Gujarat: showing the way for India's smart cities?

Imagine this: you get up in the morning and use touch panels to open the blinds. Ditto for turning on the lights.

In the rest of the house, cameras and motion sensors allow a wireless IT network to figure out what inhabitants are doing and respond accordingly.For example, if you're going to the bathroom in the middle of the night, sensors will enable the lights on the way to the bathroom from the bedroom.

Sounds like something out of a high-tech movie? Don't scoff, they're slowly becoming reality now.

It's called 'smart' technology and bit by bit, is becoming a part of urban design in India. For proof, consider the Gujarat International Finance Tec-City (GIFT), which, if successful, promises to make smart technology more mainstream in urban life.

Work on the Rs 78,000 crore high-tech financial centre has just begun, according to The Economic Times, and by the time the first phase is completed in three-and-a-half years, will have implemented some nifty smart technology, at least on a small scale, never seen before in India.

So, what exactly is a smart city? Put simply, it's a city whose core infrastructure is information technology, as opposed to the conventional definition of roads, bridges, water and power supplies and buildings.

 Gujarat: showing the way for Indias smart cities?

A smart city's core infrastructure is IT, as opposed to the conventional definition of roads, bridges, water and power supplies and buildings. Photo courtesy: giftgujarat.in

In smart cities, a network of sensors, cameras, wireless devices, data centres form the key infrastructure, which allows civic authorities to provide essential services in a faster and more efficient manner.

Smart cities are also far more environmentally friendly as they use sustainable materials for building facilities and reduce energy consumption.

In the case of GIFT, coming up in Gandhinagar, examples of smart technology include a central command centre to monitor the citywide IT network and respond quickly during emergencies, energy-efficient district cooling (which uses chilled water to cool buildings) systems instead of air-conditioning and high-tech waste collection systems.

In another innovation, cars willremain outside the the special economic zone and everyone will have to use moving walkways to get to the city centre.

The city is being planned in such a way that future planners don't have to dig for 100 years, the newspaper said.

The aim of GIFT is to develop into a world-class financial centre to rival the likes of London, New York, Hong Kong and Dubai.

While Gujarat's plans might seem highly ambitious (and niche), the fact is that smart cities may eventually become the only way for civic administrators to cope with rapid urbanisation.By 2050, more than 70 percent of the world's population will live in cities. By 2015, more than 215 million people in India will migrate to cities, according to an Indian Express report.

Most cities can barely cope with the crush of steadily increasing population, and many are stretched to breaking point trying to meet the energy, water and transport and communication demands of its residents.

You don't have to look very far to see evidence of that. Just look at Mumbai: power cuts, water cuts, overburdened transport systems and overcrowding are issues that are already trying the patience of residents everyday.

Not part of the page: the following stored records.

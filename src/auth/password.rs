use argon2::password_hash::SaltString;
use argon2::{Argon2, PasswordHash, PasswordHasher, PasswordVerifier};
use rand::rngs::OsRng;

/// Hash a password with `Argon2id` and a fresh OS-random salt.
///
/// # Errors
///
/// Returns an error if hashing fails.
pub fn hash_password(password: &str) -> anyhow::Result<String> {
    let salt = SaltString::generate(&mut OsRng);
    let hash = Argon2::default()
        .hash_password(password.as_bytes(), &salt)
        .map_err(|e| anyhow::anyhow!("Password hashing failed: {e}"))?;
    Ok(hash.to_string())
}

/// Verify a password against a stored `Argon2id` hash.
///
/// # Errors
///
/// Returns an error if the stored hash cannot be parsed.
pub fn verify_password(password: &str, hash: &str) -> anyhow::Result<bool> {
    let parsed = PasswordHash::new(hash)
        .map_err(|e| anyhow::anyhow!("Stored password hash is malformed: {e}"))?;
    Ok(Argon2::default()
        .verify_password(password.as_bytes(), &parsed)
        .is_ok())
}

/// Password policy for player accounts: 8-72 characters containing at least
/// one letter and one digit.
///
/// # Errors
///
/// Returns a message suitable for the signup form.
pub fn validate_password(password: &str) -> Result<(), String> {
    if !(8..=72).contains(&password.chars().count()) {
        return Err("Password must be between 8 and 72 characters.".to_string());
    }
    let has_letter = password.chars().any(char::is_alphabetic);
    let has_digit = password.chars().any(|c| c.is_ascii_digit());
    if !has_letter || !has_digit {
        return Err("Password must contain at least one letter and one digit.".to_string());
    }
    Ok(())
}

/// Structural email check: one `@`, non-empty local part, dotted domain.
/// Deliverability is not verified.
///
/// # Errors
///
/// Returns a message suitable for the signup form.
pub fn validate_email(email: &str) -> Result<(), String> {
    let Some((local, domain)) = email.split_once('@') else {
        return Err("Invalid email address.".to_string());
    };
    let domain_ok = !domain.is_empty()
        && !domain.contains('@')
        && domain.contains('.')
        && !domain.ends_with('.');
    if local.is_empty() || !domain_ok || email.contains(char::is_whitespace) {
        return Err("Invalid email address.".to_string());
    }
    Ok(())
}

/// Usernames are public handles on rosters and friend lists: 3-30
/// characters, starting with a letter, then letters, digits, or underscores.
///
/// # Errors
///
/// Returns a message suitable for the signup form.
pub fn validate_username(username: &str) -> Result<(), String> {
    if !(3..=30).contains(&username.chars().count()) {
        return Err("Username must be between 3 and 30 characters.".to_string());
    }
    let mut chars = username.chars();
    if !chars.next().is_some_and(|c| c.is_ascii_alphabetic()) {
        return Err("Username must start with a letter.".to_string());
    }
    if !chars.all(|c| c.is_ascii_alphanumeric() || c == '_') {
        return Err("Username may only contain letters, digits, and underscores.".to_string());
    }
    Ok(())
}

#[cfg(test)]
mod tests {
    use super::*;

    #[test]
    fn test_hash_and_verify_round_trip() {
        let hash = hash_password("SecurePass123!").unwrap_or_default();
        assert!(verify_password("SecurePass123!", &hash).unwrap_or(false));
        assert!(!verify_password("WrongPass123!", &hash).unwrap_or(true));
    }

    #[test]
    fn test_password_policy() {
        assert!(validate_password("SecurePass123!").is_ok());
        assert!(validate_password("short1").is_err());
        assert!(validate_password("allletters").is_err());
        assert!(validate_password("12345678").is_err());
        assert!(validate_password(&"a1".repeat(40)).is_err());
    }

    #[test]
    fn test_email_structure() {
        assert!(validate_email("player@example.com").is_ok());
        assert!(validate_email("not-an-email").is_err());
        assert!(validate_email("@example.com").is_err());
        assert!(validate_email("player@nodot").is_err());
        assert!(validate_email("a@b@c.com").is_err());
        assert!(validate_email("player@example.").is_err());
    }

    #[test]
    fn test_username_rules() {
        assert!(validate_username("striker_9").is_ok());
        assert!(validate_username("ab").is_err());
        assert!(validate_username("9lives").is_err());
        assert!(validate_username("_hidden").is_err());
        assert!(validate_username("has space").is_err());
        assert!(validate_username(&"x".repeat(31)).is_err());
    }
}
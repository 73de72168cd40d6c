use std::time::Duration;

use axum::Router;
use axum::http::{Method, Request, header};
use axum::response::Response;
use migration::{Migrator, MigratorTrait};
use tower_http::cors::CorsLayer;
use tower_http::trace::TraceLayer;
use tracing::Span;
use tracing_subscriber::layer::SubscriberExt;
use tracing_subscriber::util::SubscriberInitExt;

use pickup_api::config::{Config, Environment};
use pickup_api::state::AppState;

#[tokio::main]
async fn main() -> anyhow::Result<()> {
    let config = Config::from_env()?;
    init_tracing(&config.log_level);

    tracing::info!(
        version = env!("CARGO_PKG_VERSION"),
        environment = ?config.environment,
        open_hour = config.booking.open_hour,
        close_hour = config.booking.close_hour,
        slot_minutes = config.booking.slot_minutes,
        "starting pickup-api"
    );

    let db = pickup_api::db::connect(&config.database_url).await?;
    Migrator::up(&db, None).await?;
    tracing::info!("database ready, migrations applied");

    let state = AppState {
        db,
        config: config.clone(),
    };
    let app = build_app(state, &config);

    let addr = config.socket_addr();
    let listener = tokio::net::TcpListener::bind(addr).await?;
    tracing::info!(%addr, "listening");

    axum::serve(listener, app).await?;

    Ok(())
}

/// Assemble the router with tracing and CORS layers.
fn build_app(state: AppState, config: &Config) -> Router {
    let trace = TraceLayer::new_for_http()
        .make_span_with(|request: &Request<_>| {
            tracing::info_span!(
                "request",
                method = %request.method(),
                path = %request.uri().path(),
                status = tracing::field::Empty,
            )
        })
        .on_response(|response: &Response, latency: Duration, span: &Span| {
            span.record("status", response.status().as_u16());
            tracing::debug!(latency_ms = latency.as_millis(), "handled");
        });

    pickup_api::routes::router()
        .with_state(state)
        .layer(cors_layer(config))
        .layer(trace)
}

/// Production locks CORS to the configured frontend; every other environment
/// stays permissive for local clients.
fn cors_layer(config: &Config) -> CorsLayer {
    if config.environment != Environment::Production {
        return CorsLayer::permissive();
    }

    let origin = config
        .frontend_url
        .parse::<axum::http::HeaderValue>()
        .unwrap_or_else(|_| axum::http::HeaderValue::from_static("http://localhost:3001"));

    CorsLayer::new()
        .allow_origin(origin)
        .allow_methods([
            Method::GET,
            Method::POST,
            Method::PATCH,
            Method::DELETE,
            Method::OPTIONS,
        ])
        .allow_headers([header::AUTHORIZATION, header::CONTENT_TYPE, header::ACCEPT])
        .allow_credentials(true)
        .max_age(Duration::from_secs(600))
}

/// Initialize the `tracing` subscriber with an environment-based filter.
fn init_tracing(log_level: &str) {
    let env_filter = tracing_subscriber::EnvFilter::try_from_default_env()
        .unwrap_or_else(|_| format!("pickup_api={log_level},tower_http=info,sea_orm=warn").into());

    tracing_subscriber::registry()
        .with(env_filter)
        .with(tracing_subscriber::fmt::layer())
        .init();
}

Even worse, the resource consumption of these kinds of cities is staggering.According to the Indian Express report, cities occupy only 2 percent of the earth's landmass, but account for over 75 percent of our resource consumption.

Currently, there are more than 125 smart city projects underway around the world. India, too, is evincing interest in such urban design: it has already announced that it will build seven new smart cities in the Delhi Mumbai Industrial Corridor. Some IT parks are also smart-technology-enabled.

Here are some other smart cities coming up in India and overseas:

Lavasa: Three hours outside Mumbai, this controversial (for environmental reasons) project actually has some pretty cool tech attractions. According to The Wall Street Journal, among the digital experiences Lavasa homes will offer are touch panel automation, occupancy-based lighting, door sensors, motion sensors, beam detectors and on-call transport services.

Skolkovo, Russia: Apparently, this is Russian President Dmitry Medvedev's pet project to build the country's own Silicon Valley. The city's smarts will come from interconnected grids for transportation, education and healthcare.

Masdar, Abu Dhabi (UAE): Dubbed the green city in the desert, it will use traditional Islamic architecture design to ensure cooling and shading. The city's eco-friendly headquarters, reportedly, will consume 70 percent less water than typical mixed-use buildings. The aim is to create a zero-carbon, zero-waste, energy-positive smart city.

Songdo, South Korea: The $35 billion project uses an extensive network that connects all the components of the city as well as the buildings - residences, offices, schools, etc. In this highly networked community, residents will be able to control the functions of their homes remotely, and everyone will be able to interact through video from anywhere.